The e-waste proposal has been pushed by MEPs for more than ten years, so the enormously positive plenary vote today — 602 in favour of the regulation, 13 against, plus eight abstentions — is scarcely surprising.
Additionally, lawmakers have previously campaigned for the universal charger guidelines to be expanded to cover more categories of portable consumer electronics devices (including laptops).
The order has not yet become official legislation. Even though the Council must still give it its final approval, the co-legislators have achieved a tentative political accord this summer, so this step is only seen as a formality.
Following approval by the Council, the directive will go into effect 20 days after it is published in the EU Official Journal. Member states will then have 12 months to transpose the regulations before they must apply them for another 12 months. All mobile phones, tablets, and cameras sold in the EU must have a USB Type-C charging connector, thus it appears that the requirement will begin to bite toward the end of 2024.

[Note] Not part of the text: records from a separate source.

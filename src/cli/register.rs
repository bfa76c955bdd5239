//! `register` and `register-dependent` commands.

use anyhow::{Context, Result};
use clap::Args;
use colored::Colorize;
use std::process::ExitCode;

use super::common::{CommandContext, VersionBounds};
use crate::dependency::DependencyAttributes;
use crate::version::FourPartVersion;

/// Register a dependency provider
#[derive(Args, Debug)]
pub struct RegisterCommand {
    /// Provider key to register
    pub provider: String,

    /// Version the provider publishes
    #[arg(long, value_name = "VERSION")]
    pub version: FourPartVersion,

    /// Display name (defaults to the provider key)
    #[arg(long)]
    pub name: Option<String>,

    /// Provider id, stored as the key's default value
    #[arg(long)]
    pub id: Option<String>,

    /// Raw attribute bitmask; 0 leaves the value unset
    #[arg(long, default_value_t = 0)]
    pub attributes: u32,
}

impl RegisterCommand {
    /// Write the provider registration.
    pub fn execute(self, ctx: &CommandContext) -> Result<ExitCode> {
        let name = self.name.as_deref().unwrap_or(&self.provider);
        let version = self.version.to_string();
        ctx.store()
            .register_dependency(
                &self.provider,
                &version,
                name,
                self.id.as_deref(),
                DependencyAttributes::from_bits_retain(self.attributes),
            )
            .with_context(|| format!("Failed to register provider '{}'", self.provider))?;

        println!(
            "{} Registered {} {} ({})",
            "✓".green(),
            self.provider.bold(),
            version,
            ctx.root
        );
        Ok(ExitCode::SUCCESS)
    }
}

/// Register a dependent against a provider
#[derive(Args, Debug)]
pub struct RegisterDependentCommand {
    /// Provider key being depended on
    pub provider: String,

    /// Provider key of the dependent package
    pub dependent: String,

    #[command(flatten)]
    pub bounds: VersionBounds,
}

impl RegisterDependentCommand {
    /// Write the dependent registration.
    pub fn execute(self, ctx: &CommandContext) -> Result<ExitCode> {
        let min = self.bounds.min.map(|v| v.to_string());
        let max = self.bounds.max.map(|v| v.to_string());
        ctx.store()
            .register_dependent(
                &self.provider,
                &self.dependent,
                min.as_deref(),
                max.as_deref(),
                self.bounds.attributes(),
            )
            .with_context(|| {
                format!(
                    "Failed to register '{}' as a dependent of '{}'",
                    self.dependent, self.provider
                )
            })?;

        println!(
            "{} Registered {} as a dependent of {}",
            "✓".green(),
            self.dependent.bold(),
            self.provider.bold()
        );
        Ok(ExitCode::SUCCESS)
    }
}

After that, the requirement will apply to laptops starting in the spring of 2026.
Given that Apple has been so adamant about sticking with its proprietary smartphone charging standard, there will be a lot of attention paid to what the iPhone maker does and how soon it adopts USB-C across its lineup of mobile devices (and all the dongles it can sell around the Lightning port).
According to a press release from the parliament, 'all new mobile phones, tablets, digital cameras, headphones, headsets, handheld game consoles, portable speakers, e-readers, keyboards, mice, portable navigation systems, earbuds, and laptops that are rechargeable via a wired cable and operating with a power delivery of up to 100 Watts will have to be equipped with a USB Type-C port, regardless of their manufacturer.'
In order to prevent manufacturers from simply switching from proprietary charging ports to proprietary wireless charging technology, which would create a new firehose of e-waste, MEPs have also obligated the Commission to address wireless charging interoperability in the near future. They say the EU executive must develop a proposal by the end of 2024 to harmonise interoperability requirements for the technology.